*Problem statement*:
Transcribe the data exactly, stopping after the "pub struct FileStream" line.

(Items from a dataset)
- Opening Delimiter -

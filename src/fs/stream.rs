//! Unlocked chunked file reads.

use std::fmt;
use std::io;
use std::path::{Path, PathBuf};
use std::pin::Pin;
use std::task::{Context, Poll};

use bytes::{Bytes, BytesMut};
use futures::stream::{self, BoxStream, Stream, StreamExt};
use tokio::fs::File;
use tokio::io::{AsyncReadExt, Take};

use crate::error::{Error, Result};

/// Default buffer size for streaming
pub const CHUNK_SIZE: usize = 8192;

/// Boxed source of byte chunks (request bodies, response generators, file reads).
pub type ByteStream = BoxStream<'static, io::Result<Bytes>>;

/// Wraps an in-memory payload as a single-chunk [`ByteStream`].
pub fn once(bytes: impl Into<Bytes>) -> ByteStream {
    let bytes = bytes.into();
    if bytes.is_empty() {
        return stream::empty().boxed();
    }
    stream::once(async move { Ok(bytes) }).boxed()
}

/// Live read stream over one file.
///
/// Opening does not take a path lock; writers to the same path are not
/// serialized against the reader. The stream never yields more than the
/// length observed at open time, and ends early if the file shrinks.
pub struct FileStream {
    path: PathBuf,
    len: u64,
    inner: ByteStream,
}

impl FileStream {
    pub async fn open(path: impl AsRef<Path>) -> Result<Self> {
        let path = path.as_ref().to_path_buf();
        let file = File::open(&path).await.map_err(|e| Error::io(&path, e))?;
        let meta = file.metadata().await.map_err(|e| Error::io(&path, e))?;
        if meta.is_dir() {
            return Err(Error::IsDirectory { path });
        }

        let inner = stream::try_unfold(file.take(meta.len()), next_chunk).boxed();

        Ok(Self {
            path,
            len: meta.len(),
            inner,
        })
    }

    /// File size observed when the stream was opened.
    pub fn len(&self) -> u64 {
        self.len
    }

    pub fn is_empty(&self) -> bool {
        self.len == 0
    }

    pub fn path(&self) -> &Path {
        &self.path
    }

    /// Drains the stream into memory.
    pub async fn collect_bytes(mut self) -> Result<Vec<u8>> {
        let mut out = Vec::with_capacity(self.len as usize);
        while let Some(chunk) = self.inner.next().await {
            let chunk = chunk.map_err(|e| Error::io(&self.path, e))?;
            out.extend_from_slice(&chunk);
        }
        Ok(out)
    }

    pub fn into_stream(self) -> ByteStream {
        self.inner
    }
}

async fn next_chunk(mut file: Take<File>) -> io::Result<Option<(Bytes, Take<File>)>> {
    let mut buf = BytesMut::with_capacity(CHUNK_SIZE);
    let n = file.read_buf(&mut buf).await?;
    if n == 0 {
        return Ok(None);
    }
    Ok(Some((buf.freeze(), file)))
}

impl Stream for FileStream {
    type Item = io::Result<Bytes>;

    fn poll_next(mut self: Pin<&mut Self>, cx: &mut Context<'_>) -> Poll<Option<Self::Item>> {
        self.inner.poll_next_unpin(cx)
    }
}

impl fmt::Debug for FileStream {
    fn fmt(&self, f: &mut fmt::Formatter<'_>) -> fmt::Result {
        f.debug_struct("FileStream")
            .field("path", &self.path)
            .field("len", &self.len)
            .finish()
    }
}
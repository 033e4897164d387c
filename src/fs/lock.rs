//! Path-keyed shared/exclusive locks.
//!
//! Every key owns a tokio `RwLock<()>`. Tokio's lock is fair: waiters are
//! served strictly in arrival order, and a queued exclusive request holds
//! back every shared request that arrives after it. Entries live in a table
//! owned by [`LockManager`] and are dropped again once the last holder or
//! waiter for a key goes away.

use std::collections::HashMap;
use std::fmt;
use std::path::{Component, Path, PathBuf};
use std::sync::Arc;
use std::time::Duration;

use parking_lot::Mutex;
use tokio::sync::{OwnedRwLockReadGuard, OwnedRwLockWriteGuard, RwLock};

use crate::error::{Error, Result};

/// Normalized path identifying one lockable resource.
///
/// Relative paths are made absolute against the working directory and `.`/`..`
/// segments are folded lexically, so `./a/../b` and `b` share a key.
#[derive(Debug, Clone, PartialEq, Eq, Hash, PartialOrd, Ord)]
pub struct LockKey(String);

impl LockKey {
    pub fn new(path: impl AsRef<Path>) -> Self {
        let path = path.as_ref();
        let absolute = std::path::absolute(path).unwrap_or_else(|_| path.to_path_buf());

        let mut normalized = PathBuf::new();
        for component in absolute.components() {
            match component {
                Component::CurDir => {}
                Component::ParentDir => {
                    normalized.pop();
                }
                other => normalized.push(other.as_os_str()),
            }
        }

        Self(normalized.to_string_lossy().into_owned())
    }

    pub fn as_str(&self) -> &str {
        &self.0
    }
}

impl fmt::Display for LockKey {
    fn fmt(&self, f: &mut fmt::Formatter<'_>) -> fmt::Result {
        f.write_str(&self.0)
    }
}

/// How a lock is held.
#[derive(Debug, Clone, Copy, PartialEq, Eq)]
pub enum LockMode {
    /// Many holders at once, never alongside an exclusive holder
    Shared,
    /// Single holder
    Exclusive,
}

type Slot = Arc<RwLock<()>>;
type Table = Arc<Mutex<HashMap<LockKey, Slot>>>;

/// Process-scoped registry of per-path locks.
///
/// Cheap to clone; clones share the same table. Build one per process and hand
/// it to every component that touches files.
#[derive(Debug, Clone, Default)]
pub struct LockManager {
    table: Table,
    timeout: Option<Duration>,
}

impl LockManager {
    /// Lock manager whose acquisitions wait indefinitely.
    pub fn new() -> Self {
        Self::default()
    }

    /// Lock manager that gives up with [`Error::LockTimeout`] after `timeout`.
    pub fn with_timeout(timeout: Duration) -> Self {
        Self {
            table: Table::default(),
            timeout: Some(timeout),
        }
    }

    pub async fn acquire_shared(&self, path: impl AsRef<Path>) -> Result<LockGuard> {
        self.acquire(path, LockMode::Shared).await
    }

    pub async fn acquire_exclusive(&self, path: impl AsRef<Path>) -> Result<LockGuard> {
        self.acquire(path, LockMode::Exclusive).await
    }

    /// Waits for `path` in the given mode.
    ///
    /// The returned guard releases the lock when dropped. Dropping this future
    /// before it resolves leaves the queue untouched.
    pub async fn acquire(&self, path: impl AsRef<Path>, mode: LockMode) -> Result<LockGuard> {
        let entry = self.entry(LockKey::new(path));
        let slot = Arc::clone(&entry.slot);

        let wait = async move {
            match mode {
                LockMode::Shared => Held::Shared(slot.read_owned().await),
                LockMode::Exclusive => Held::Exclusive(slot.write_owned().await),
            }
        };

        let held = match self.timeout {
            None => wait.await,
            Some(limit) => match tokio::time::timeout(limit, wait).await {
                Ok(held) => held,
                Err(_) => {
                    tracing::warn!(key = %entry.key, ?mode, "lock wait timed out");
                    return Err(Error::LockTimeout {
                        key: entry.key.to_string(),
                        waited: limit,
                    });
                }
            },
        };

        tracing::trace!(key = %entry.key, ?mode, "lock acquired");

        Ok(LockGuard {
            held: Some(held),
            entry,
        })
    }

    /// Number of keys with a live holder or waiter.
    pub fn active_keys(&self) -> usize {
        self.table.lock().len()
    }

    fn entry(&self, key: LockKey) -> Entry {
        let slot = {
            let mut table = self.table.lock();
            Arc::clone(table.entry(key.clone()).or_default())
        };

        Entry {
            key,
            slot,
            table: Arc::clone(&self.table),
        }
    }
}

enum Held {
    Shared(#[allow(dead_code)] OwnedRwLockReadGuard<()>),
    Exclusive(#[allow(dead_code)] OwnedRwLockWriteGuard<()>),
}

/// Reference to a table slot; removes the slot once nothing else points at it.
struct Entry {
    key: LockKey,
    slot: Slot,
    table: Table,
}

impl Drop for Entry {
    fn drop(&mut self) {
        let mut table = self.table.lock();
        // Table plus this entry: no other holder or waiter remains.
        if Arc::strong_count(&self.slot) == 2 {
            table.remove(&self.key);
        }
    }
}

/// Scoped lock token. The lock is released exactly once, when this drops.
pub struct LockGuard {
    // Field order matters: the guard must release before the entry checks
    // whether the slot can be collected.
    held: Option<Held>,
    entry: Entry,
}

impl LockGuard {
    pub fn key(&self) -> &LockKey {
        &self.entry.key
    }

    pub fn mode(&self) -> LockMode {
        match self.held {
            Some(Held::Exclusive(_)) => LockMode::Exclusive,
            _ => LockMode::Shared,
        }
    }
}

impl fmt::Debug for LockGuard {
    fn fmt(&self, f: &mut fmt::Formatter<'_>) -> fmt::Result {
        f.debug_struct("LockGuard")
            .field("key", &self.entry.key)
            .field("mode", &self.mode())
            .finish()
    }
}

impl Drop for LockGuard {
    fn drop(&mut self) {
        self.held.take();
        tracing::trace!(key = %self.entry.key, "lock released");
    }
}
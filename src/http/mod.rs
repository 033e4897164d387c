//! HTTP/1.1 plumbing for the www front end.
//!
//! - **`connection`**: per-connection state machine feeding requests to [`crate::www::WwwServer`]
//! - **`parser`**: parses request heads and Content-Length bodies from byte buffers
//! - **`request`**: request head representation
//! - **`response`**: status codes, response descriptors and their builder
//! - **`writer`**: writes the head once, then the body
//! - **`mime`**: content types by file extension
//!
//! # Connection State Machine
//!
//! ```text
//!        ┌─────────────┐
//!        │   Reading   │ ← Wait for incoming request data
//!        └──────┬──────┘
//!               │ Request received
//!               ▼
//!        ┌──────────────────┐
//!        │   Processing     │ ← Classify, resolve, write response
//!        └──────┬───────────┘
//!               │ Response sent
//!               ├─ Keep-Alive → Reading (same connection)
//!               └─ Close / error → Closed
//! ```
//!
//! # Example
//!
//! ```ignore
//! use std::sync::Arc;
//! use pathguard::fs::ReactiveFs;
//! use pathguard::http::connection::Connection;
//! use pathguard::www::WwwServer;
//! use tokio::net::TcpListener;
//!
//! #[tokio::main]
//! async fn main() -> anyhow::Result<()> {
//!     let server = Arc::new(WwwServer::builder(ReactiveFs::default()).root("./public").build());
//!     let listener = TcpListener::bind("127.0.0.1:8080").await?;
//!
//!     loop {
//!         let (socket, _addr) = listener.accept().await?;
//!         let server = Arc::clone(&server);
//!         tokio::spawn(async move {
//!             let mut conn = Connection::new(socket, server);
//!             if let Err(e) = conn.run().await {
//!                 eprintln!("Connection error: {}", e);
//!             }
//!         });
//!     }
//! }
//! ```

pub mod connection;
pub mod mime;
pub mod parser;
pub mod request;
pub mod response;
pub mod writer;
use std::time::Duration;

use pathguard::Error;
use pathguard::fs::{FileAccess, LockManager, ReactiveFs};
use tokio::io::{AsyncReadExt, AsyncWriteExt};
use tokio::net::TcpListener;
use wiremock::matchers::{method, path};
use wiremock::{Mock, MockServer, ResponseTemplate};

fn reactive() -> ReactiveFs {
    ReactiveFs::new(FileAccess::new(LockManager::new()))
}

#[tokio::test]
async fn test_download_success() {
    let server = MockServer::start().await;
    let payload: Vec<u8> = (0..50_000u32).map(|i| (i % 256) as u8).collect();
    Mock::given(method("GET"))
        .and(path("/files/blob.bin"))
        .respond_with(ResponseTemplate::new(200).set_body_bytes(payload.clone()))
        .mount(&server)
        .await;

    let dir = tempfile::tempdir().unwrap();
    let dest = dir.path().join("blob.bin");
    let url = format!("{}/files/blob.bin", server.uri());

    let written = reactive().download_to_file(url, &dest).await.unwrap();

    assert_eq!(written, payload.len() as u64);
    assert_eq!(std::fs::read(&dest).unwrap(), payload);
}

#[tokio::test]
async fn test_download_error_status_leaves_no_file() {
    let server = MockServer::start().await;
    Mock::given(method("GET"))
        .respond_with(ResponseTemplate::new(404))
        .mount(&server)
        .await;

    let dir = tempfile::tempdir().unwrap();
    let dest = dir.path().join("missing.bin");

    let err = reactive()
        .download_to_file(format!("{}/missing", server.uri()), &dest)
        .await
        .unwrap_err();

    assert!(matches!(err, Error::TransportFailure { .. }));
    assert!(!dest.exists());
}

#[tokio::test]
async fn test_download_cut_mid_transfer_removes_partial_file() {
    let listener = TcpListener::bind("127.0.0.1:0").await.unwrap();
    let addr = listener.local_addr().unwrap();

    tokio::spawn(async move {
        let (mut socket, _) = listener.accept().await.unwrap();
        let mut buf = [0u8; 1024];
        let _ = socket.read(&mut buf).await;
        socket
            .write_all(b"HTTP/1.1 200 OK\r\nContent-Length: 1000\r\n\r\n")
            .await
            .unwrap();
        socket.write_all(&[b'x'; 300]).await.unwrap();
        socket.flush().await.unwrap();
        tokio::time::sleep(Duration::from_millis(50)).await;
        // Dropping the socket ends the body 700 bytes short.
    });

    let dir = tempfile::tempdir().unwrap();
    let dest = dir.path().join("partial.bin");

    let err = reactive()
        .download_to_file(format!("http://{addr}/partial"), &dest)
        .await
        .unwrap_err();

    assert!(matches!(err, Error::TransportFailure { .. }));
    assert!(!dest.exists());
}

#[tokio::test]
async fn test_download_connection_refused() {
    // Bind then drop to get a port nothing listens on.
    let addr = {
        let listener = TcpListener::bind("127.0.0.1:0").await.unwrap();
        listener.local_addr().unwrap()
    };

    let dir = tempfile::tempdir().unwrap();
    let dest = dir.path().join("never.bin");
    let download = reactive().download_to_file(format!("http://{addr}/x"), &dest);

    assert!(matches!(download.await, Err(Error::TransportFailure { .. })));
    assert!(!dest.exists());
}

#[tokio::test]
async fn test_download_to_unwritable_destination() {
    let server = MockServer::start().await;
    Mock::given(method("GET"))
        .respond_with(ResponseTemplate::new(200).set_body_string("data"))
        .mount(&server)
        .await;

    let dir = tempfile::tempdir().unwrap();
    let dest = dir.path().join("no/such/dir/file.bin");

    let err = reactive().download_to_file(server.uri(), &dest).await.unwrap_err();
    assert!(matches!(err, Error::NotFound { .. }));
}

- Closing Delimiter -

*Problem solution*:
filename src/fs/stream.rs
//! Unlocked chunked file reads.

use std::fmt;
use std::io;
use std::path::{Path, PathBuf};
use std::pin::Pin;
use std::task::{Context, Poll};

use bytes::{Bytes, BytesMut};
use futures::stream::{self, BoxStream, Stream, StreamExt};
use tokio::fs::File;
use tokio::io::{AsyncReadExt, Take};

use crate::error::{Error, Result};

/// Default buffer size for streaming
pub const CHUNK_SIZE: usize = 8192;

/// Boxed source of byte chunks (request bodies, response generators, file reads).
pub type ByteStream = BoxStream<'static, io::Result<Bytes>>;

/// Wraps an in-memory payload as a single-chunk [`ByteStream`].
pub fn once(bytes: impl Into<Bytes>) -> ByteStream {
    let bytes = bytes.into();
    if bytes.is_empty() {
        return stream::empty().boxed();
    }
    stream::once(async move { Ok(bytes) }).boxed()
}

/// Live read stream over one file.
///
/// Opening does not take a path lock; writers to the same path are not
/// serialized against the reader. The stream never yields more than the
/// length observed at open time, and ends early if the file shrinks.
pub struct FileStream {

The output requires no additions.